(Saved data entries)

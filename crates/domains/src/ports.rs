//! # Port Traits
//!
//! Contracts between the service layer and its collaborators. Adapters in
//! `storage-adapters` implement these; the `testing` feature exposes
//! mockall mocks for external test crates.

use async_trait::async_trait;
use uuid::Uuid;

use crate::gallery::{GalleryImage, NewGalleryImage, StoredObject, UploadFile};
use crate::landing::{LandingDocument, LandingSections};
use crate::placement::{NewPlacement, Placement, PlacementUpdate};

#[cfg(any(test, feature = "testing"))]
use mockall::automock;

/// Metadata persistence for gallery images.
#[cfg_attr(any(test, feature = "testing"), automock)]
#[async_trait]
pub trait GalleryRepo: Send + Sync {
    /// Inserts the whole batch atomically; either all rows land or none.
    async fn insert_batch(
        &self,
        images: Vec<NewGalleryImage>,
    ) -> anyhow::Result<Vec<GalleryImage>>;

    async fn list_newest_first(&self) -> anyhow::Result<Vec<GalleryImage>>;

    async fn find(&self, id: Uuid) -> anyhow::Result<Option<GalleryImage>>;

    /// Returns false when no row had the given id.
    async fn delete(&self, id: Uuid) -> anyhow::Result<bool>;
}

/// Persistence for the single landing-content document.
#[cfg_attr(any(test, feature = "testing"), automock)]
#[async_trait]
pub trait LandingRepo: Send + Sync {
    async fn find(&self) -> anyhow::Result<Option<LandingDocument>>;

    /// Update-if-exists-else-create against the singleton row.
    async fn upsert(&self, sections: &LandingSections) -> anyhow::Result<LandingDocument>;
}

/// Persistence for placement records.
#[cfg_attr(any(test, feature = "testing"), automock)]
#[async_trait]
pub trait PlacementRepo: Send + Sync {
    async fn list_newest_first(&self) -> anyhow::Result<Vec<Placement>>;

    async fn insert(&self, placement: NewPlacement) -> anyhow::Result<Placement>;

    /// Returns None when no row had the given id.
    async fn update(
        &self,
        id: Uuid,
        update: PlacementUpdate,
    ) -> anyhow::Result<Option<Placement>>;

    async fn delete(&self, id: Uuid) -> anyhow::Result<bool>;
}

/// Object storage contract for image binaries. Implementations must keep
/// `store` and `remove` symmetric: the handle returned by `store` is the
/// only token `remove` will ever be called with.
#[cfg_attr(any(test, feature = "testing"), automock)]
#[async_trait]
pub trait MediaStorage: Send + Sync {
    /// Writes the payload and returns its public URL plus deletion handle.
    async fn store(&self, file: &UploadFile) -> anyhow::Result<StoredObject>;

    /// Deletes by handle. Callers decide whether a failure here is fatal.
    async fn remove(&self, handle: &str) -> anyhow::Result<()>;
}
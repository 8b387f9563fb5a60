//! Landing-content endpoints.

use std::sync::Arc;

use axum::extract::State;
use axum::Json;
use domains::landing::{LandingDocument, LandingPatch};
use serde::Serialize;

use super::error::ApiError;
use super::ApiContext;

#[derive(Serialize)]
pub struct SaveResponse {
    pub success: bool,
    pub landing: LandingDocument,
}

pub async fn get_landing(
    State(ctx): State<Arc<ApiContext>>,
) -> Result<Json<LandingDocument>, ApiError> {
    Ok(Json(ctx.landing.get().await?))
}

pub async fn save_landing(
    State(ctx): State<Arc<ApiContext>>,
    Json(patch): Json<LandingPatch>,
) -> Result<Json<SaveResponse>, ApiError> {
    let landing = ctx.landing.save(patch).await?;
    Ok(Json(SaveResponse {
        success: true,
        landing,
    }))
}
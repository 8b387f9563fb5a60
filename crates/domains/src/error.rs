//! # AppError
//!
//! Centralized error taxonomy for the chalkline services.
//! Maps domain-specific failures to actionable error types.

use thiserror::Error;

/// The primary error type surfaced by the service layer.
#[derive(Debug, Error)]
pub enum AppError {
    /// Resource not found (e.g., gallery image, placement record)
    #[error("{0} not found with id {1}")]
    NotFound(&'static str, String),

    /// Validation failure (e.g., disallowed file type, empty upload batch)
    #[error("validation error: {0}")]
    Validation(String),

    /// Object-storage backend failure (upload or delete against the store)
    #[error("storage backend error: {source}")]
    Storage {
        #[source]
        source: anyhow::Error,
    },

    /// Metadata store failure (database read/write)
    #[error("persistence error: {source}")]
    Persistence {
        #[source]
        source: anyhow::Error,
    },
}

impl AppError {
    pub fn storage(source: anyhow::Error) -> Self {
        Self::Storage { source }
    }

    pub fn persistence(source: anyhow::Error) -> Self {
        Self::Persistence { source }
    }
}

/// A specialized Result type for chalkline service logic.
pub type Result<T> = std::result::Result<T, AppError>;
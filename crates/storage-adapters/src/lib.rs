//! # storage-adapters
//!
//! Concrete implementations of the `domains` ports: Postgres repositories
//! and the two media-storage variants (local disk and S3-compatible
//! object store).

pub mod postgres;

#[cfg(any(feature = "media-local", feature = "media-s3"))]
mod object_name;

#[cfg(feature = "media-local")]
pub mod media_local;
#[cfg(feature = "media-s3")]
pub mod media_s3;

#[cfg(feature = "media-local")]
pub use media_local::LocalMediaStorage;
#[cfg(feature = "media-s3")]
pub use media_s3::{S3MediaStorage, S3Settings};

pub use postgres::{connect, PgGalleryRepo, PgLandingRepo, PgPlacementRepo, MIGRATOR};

...

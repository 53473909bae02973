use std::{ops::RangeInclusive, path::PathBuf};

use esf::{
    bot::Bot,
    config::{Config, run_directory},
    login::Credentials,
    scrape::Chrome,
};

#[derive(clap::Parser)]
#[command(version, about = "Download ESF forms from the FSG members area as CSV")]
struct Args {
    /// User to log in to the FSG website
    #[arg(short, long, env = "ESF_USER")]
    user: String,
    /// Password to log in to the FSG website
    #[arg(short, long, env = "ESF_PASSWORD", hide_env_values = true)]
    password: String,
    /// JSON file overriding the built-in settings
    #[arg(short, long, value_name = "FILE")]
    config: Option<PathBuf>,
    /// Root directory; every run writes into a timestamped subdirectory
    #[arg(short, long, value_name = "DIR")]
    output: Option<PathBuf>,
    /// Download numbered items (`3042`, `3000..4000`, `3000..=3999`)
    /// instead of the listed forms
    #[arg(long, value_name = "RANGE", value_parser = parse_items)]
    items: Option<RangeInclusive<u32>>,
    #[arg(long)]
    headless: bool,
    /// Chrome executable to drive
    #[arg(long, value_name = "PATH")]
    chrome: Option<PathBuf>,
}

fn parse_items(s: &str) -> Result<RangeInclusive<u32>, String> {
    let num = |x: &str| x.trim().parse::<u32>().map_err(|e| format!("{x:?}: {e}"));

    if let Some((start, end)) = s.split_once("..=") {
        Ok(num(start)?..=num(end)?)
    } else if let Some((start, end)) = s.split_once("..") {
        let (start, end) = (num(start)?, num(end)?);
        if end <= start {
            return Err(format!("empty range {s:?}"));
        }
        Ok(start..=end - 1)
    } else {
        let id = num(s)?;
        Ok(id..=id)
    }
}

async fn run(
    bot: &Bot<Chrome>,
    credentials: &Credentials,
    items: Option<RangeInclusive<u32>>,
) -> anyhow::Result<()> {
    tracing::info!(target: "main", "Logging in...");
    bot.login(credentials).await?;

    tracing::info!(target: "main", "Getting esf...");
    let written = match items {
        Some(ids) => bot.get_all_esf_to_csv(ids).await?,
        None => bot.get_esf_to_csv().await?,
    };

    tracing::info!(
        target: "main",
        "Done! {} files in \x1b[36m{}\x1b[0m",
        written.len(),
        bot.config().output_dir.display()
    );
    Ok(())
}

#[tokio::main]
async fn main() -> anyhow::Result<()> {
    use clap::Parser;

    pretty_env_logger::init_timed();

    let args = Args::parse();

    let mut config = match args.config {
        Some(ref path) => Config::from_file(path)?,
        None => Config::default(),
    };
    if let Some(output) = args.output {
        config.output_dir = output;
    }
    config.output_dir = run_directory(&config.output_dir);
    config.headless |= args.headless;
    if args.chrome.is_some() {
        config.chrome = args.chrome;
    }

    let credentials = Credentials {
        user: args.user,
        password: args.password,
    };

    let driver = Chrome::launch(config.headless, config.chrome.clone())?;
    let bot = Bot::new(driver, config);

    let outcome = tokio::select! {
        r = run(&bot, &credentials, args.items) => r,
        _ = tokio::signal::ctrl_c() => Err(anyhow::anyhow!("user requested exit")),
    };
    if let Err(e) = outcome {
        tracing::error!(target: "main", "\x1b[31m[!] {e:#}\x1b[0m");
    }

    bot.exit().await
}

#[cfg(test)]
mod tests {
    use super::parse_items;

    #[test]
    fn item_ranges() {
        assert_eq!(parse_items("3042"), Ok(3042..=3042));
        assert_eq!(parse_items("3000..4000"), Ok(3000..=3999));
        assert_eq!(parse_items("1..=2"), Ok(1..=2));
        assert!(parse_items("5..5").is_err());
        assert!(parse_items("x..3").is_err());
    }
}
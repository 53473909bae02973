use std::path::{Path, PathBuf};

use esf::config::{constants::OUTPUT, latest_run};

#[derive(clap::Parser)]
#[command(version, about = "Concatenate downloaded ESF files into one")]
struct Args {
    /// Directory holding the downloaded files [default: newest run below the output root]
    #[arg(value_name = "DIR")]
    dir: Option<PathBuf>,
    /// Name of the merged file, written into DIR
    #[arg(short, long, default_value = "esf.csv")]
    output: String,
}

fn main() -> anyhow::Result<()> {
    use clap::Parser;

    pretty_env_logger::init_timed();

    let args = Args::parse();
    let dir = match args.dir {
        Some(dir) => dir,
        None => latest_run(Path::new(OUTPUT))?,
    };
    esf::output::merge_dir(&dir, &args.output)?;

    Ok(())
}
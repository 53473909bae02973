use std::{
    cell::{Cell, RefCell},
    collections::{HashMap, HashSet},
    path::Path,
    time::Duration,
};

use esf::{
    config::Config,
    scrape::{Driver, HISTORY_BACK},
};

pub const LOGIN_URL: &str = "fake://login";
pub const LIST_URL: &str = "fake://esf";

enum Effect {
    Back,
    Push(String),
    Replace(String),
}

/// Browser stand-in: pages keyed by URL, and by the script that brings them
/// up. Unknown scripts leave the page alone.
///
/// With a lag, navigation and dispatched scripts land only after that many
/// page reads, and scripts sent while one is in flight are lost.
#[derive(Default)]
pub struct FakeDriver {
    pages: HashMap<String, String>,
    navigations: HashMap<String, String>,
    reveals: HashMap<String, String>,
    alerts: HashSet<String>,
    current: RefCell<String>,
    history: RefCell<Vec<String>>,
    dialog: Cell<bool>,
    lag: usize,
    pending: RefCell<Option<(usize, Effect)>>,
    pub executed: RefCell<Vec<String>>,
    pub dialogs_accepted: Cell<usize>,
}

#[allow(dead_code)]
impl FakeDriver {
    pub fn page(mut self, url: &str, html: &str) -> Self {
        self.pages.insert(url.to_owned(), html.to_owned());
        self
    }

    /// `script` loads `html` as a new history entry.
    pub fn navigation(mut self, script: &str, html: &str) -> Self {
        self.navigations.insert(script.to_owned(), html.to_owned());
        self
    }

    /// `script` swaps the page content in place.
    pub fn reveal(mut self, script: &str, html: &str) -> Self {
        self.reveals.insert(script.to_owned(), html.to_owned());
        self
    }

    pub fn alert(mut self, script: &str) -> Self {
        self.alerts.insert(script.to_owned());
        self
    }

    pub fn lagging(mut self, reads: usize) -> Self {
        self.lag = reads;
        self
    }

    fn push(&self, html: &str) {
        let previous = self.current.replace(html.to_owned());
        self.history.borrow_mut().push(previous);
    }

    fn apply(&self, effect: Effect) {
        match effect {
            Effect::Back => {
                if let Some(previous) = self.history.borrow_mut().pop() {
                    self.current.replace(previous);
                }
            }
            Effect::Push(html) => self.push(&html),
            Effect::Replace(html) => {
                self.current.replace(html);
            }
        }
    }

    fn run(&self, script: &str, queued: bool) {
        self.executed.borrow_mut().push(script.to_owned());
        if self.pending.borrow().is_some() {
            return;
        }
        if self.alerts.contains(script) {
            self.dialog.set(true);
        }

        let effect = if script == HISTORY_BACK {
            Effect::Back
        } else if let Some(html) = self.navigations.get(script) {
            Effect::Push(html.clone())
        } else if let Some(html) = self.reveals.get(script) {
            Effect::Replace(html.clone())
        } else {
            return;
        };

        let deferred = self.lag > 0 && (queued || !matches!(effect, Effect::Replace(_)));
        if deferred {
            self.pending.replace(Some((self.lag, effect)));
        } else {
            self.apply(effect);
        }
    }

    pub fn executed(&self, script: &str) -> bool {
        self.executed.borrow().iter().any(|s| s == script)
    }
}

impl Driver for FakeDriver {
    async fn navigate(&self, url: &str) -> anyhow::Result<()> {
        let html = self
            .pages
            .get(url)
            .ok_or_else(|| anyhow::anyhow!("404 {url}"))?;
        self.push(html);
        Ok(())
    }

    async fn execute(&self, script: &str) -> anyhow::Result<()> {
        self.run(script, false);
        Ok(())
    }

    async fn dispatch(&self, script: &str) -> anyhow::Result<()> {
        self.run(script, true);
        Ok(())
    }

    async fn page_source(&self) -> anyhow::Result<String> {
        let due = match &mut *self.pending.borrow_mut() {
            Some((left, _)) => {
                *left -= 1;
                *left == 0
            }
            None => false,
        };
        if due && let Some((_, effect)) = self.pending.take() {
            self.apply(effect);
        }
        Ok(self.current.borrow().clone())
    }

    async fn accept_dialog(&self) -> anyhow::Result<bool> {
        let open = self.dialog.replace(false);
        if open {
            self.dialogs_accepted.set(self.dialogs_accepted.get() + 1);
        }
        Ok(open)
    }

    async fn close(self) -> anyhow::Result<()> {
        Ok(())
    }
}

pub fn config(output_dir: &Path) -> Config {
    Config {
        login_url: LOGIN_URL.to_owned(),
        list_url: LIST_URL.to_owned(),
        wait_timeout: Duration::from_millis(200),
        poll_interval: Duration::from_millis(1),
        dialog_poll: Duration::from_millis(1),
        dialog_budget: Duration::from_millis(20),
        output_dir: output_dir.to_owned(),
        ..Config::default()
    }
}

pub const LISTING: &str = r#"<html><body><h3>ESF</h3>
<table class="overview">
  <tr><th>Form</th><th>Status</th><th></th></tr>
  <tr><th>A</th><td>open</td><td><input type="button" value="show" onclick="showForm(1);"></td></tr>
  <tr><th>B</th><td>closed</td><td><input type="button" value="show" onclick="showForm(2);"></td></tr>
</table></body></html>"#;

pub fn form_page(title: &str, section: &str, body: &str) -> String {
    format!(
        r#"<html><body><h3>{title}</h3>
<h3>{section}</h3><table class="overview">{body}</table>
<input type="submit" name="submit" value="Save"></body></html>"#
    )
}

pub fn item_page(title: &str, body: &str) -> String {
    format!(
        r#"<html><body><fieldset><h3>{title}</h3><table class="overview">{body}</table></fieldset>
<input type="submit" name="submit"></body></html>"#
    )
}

---

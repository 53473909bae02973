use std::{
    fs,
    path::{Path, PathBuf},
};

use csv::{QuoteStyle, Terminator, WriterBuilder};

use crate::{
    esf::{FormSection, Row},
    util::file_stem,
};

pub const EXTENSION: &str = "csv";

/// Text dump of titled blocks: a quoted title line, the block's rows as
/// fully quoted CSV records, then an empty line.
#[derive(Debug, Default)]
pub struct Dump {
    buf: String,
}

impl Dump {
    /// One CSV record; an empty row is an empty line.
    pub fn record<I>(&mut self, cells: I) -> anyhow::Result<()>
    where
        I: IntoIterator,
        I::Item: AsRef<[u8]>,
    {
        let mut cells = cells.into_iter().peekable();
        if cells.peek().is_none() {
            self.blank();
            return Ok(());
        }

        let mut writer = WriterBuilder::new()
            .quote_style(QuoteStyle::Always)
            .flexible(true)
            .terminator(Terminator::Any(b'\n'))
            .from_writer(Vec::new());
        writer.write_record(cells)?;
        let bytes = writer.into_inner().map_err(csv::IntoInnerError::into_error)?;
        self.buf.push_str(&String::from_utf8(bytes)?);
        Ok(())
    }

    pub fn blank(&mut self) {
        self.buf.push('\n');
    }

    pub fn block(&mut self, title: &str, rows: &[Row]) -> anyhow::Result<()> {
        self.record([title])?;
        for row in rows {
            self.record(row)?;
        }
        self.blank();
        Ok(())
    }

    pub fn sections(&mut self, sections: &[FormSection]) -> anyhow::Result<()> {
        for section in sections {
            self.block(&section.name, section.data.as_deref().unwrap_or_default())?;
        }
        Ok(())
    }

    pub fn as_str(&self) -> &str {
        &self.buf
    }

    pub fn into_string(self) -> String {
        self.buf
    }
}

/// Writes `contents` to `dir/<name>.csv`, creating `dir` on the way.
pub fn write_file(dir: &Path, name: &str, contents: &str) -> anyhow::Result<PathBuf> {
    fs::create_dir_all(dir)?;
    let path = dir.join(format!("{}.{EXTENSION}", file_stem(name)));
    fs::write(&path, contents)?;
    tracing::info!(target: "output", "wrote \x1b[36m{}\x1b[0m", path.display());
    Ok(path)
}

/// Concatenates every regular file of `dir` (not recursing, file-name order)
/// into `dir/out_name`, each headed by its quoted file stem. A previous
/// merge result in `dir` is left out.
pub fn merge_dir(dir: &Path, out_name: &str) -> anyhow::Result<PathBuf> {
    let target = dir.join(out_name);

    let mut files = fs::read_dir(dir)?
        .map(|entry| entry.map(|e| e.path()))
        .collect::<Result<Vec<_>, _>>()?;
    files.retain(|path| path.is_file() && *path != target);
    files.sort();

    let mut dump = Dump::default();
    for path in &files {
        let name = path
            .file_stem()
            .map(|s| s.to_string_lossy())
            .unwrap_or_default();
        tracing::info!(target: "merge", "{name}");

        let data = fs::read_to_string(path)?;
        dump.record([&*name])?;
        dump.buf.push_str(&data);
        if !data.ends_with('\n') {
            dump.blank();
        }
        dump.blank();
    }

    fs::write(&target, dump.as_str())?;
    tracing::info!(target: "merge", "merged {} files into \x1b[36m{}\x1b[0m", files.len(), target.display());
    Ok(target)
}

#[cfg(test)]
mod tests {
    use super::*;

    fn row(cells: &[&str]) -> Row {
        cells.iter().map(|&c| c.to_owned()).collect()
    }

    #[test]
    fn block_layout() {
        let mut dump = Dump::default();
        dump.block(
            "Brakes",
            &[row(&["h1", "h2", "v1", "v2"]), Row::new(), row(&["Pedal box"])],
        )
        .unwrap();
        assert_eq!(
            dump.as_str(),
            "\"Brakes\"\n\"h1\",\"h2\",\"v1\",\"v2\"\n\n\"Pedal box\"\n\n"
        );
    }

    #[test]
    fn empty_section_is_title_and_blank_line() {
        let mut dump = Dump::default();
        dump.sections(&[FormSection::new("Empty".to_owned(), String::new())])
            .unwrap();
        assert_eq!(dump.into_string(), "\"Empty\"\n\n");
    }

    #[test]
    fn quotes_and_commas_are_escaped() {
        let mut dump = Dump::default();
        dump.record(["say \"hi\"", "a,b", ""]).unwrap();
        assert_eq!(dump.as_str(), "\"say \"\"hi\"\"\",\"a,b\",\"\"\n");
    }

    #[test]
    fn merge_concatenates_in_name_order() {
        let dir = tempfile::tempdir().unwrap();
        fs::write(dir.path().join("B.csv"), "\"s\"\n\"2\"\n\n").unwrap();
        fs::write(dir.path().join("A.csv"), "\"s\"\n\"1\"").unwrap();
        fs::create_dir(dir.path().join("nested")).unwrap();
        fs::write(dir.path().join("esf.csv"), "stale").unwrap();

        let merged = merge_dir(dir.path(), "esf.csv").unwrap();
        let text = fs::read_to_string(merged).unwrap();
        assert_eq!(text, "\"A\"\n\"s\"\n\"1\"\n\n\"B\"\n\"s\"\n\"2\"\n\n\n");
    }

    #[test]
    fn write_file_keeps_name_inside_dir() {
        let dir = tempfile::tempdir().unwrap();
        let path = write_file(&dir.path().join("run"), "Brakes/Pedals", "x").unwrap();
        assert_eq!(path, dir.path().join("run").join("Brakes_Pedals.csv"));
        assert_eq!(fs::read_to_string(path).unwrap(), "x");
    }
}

**Problem statement:** Go through the data and count every line where the word "input" appears. Give only that count.

**Result:** 4